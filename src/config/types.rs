//! Core configuration types and loading.

use serde::Deserialize;
use std::collections::HashMap;
use std::net::SocketAddr;
use std::path::{Path, PathBuf};
use std::time::Duration;
use thiserror::Error;

use super::defaults::*;

/// Configuration errors.
#[derive(Debug, Error)]
pub enum ConfigError {
    #[error("failed to read config file: {0}")]
    Io(#[from] std::io::Error),
    #[error("failed to parse config: {0}")]
    Parse(#[from] toml::de::Error),
}

/// Server node configuration.
#[derive(Debug, Clone, Deserialize)]
pub struct Config {
    /// Node identity and storage.
    #[serde(default)]
    pub node: NodeConfig,
    /// Inbound endpoints.
    #[serde(default)]
    pub listen: ListenConfig,
    /// Where the membership authority lives.
    #[serde(default)]
    pub authority: AuthorityLink,
    /// Fan-out bus relay. Without it, notifications stay in-process.
    pub bus: Option<BusConfig>,
    /// How peer endpoints are addressed.
    #[serde(default)]
    pub peers: PeersConfig,
    /// Intervals and timeouts.
    #[serde(default)]
    pub timing: TimingConfig,
}

impl Config {
    /// Load configuration from a TOML file.
    pub fn load<P: AsRef<Path>>(path: P) -> Result<Self, ConfigError> {
        let content = std::fs::read_to_string(path)?;
        let config: Config = toml::from_str(&content)?;
        Ok(config)
    }
}

/// Node identity configuration.
#[derive(Debug, Clone, Deserialize)]
pub struct NodeConfig {
    /// Node name as registered with the authority. Peers use it to reach us,
    /// so it must resolve (or be overridden) on every other node.
    /// Falls back to `$HOSTNAME`.
    pub name: Option<String>,
    /// Directory holding the persisted collections.
    #[serde(default = "default_data_dir")]
    pub data_dir: PathBuf,
    /// Prometheus metrics HTTP port (0 disables).
    #[serde(default)]
    pub metrics_port: u16,
}

impl Default for NodeConfig {
    fn default() -> Self {
        Self {
            name: None,
            data_dir: default_data_dir(),
            metrics_port: 0,
        }
    }
}

impl NodeConfig {
    /// Resolve the node name: config, then `$HOSTNAME`, then a random one.
    pub fn resolve_name(&self) -> String {
        self.name
            .clone()
            .filter(|n| !n.trim().is_empty())
            .or_else(|| std::env::var("HOSTNAME").ok().filter(|n| !n.is_empty()))
            .unwrap_or_else(|| {
                let id = uuid::Uuid::new_v4().simple().to_string();
                format!("boardd-{}", &id[..8])
            })
    }
}

/// Inbound endpoint addresses.
#[derive(Debug, Clone, Deserialize)]
pub struct ListenConfig {
    /// Client-facing request/reply endpoint (the broker connects here).
    #[serde(default = "default_client_addr")]
    pub client: SocketAddr,
    /// Peer clock/election endpoint.
    #[serde(default = "default_sync_addr")]
    pub sync: SocketAddr,
    /// Peer replication endpoint.
    #[serde(default = "default_replication_addr")]
    pub replication: SocketAddr,
}

impl Default for ListenConfig {
    fn default() -> Self {
        Self {
            client: default_client_addr(),
            sync: default_sync_addr(),
            replication: default_replication_addr(),
        }
    }
}

/// Membership authority address.
#[derive(Debug, Clone, Deserialize)]
pub struct AuthorityLink {
    #[serde(default = "default_authority_addr")]
    pub address: String,
}

impl Default for AuthorityLink {
    fn default() -> Self {
        Self {
            address: default_authority_addr(),
        }
    }
}

/// Fan-out bus relay addresses.
#[derive(Debug, Clone, Deserialize)]
pub struct BusConfig {
    /// Relay address publishers connect to.
    pub publish: String,
    /// Relay address subscribers connect to.
    pub subscribe: String,
}

/// Peer addressing: `"<name>:<port>"` unless overridden per name.
#[derive(Debug, Clone, Deserialize)]
pub struct PeersConfig {
    #[serde(default = "default_peer_sync_port")]
    pub sync_port: u16,
    #[serde(default = "default_peer_replication_port")]
    pub replication_port: u16,
    /// Explicit addresses for peers whose names do not resolve.
    #[serde(default)]
    pub overrides: HashMap<String, PeerOverride>,
}

impl Default for PeersConfig {
    fn default() -> Self {
        Self {
            sync_port: default_peer_sync_port(),
            replication_port: default_peer_replication_port(),
            overrides: HashMap::new(),
        }
    }
}

/// Explicit endpoint addresses for one peer.
#[derive(Debug, Clone, PartialEq, Eq, Deserialize)]
pub struct PeerOverride {
    pub sync: String,
    pub replication: String,
}

/// Intervals and timeouts for background tasks and outbound calls.
///
/// Defaults: heartbeat every 10s, store reload every 2s, clock sync every
/// 30s, 2s per-peer timeout, 5s towards the authority and the coordinator,
/// 3s startup delay before registering.
#[derive(Debug, Clone, Deserialize)]
pub struct TimingConfig {
    #[serde(default = "default_heartbeat_interval_secs")]
    pub heartbeat_interval_secs: u64,
    #[serde(default = "default_reload_interval_ms")]
    pub reload_interval_ms: u64,
    #[serde(default = "default_sync_interval_secs")]
    pub sync_interval_secs: u64,
    #[serde(default = "default_peer_timeout_ms")]
    pub peer_timeout_ms: u64,
    #[serde(default = "default_authority_timeout_ms")]
    pub authority_timeout_ms: u64,
    #[serde(default = "default_sync_timeout_ms")]
    pub sync_timeout_ms: u64,
    #[serde(default = "default_startup_delay_secs")]
    pub startup_delay_secs: u64,
}

impl Default for TimingConfig {
    fn default() -> Self {
        Self {
            heartbeat_interval_secs: default_heartbeat_interval_secs(),
            reload_interval_ms: default_reload_interval_ms(),
            sync_interval_secs: default_sync_interval_secs(),
            peer_timeout_ms: default_peer_timeout_ms(),
            authority_timeout_ms: default_authority_timeout_ms(),
            sync_timeout_ms: default_sync_timeout_ms(),
            startup_delay_secs: default_startup_delay_secs(),
        }
    }
}

impl TimingConfig {
    pub fn heartbeat_interval(&self) -> Duration {
        Duration::from_secs(self.heartbeat_interval_secs)
    }

    pub fn reload_interval(&self) -> Duration {
        Duration::from_millis(self.reload_interval_ms)
    }

    pub fn sync_interval(&self) -> Duration {
        Duration::from_secs(self.sync_interval_secs)
    }

    pub fn peer_timeout(&self) -> Duration {
        Duration::from_millis(self.peer_timeout_ms)
    }

    pub fn authority_timeout(&self) -> Duration {
        Duration::from_millis(self.authority_timeout_ms)
    }

    pub fn sync_timeout(&self) -> Duration {
        Duration::from_millis(self.sync_timeout_ms)
    }

    pub fn startup_delay(&self) -> Duration {
        Duration::from_secs(self.startup_delay_secs)
    }
}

- Work task: Please go through the data above and copy each line containing the word "overrides".

- Task response:
    pub overrides: HashMap<String, PeerOverride>,
            overrides: HashMap::new(),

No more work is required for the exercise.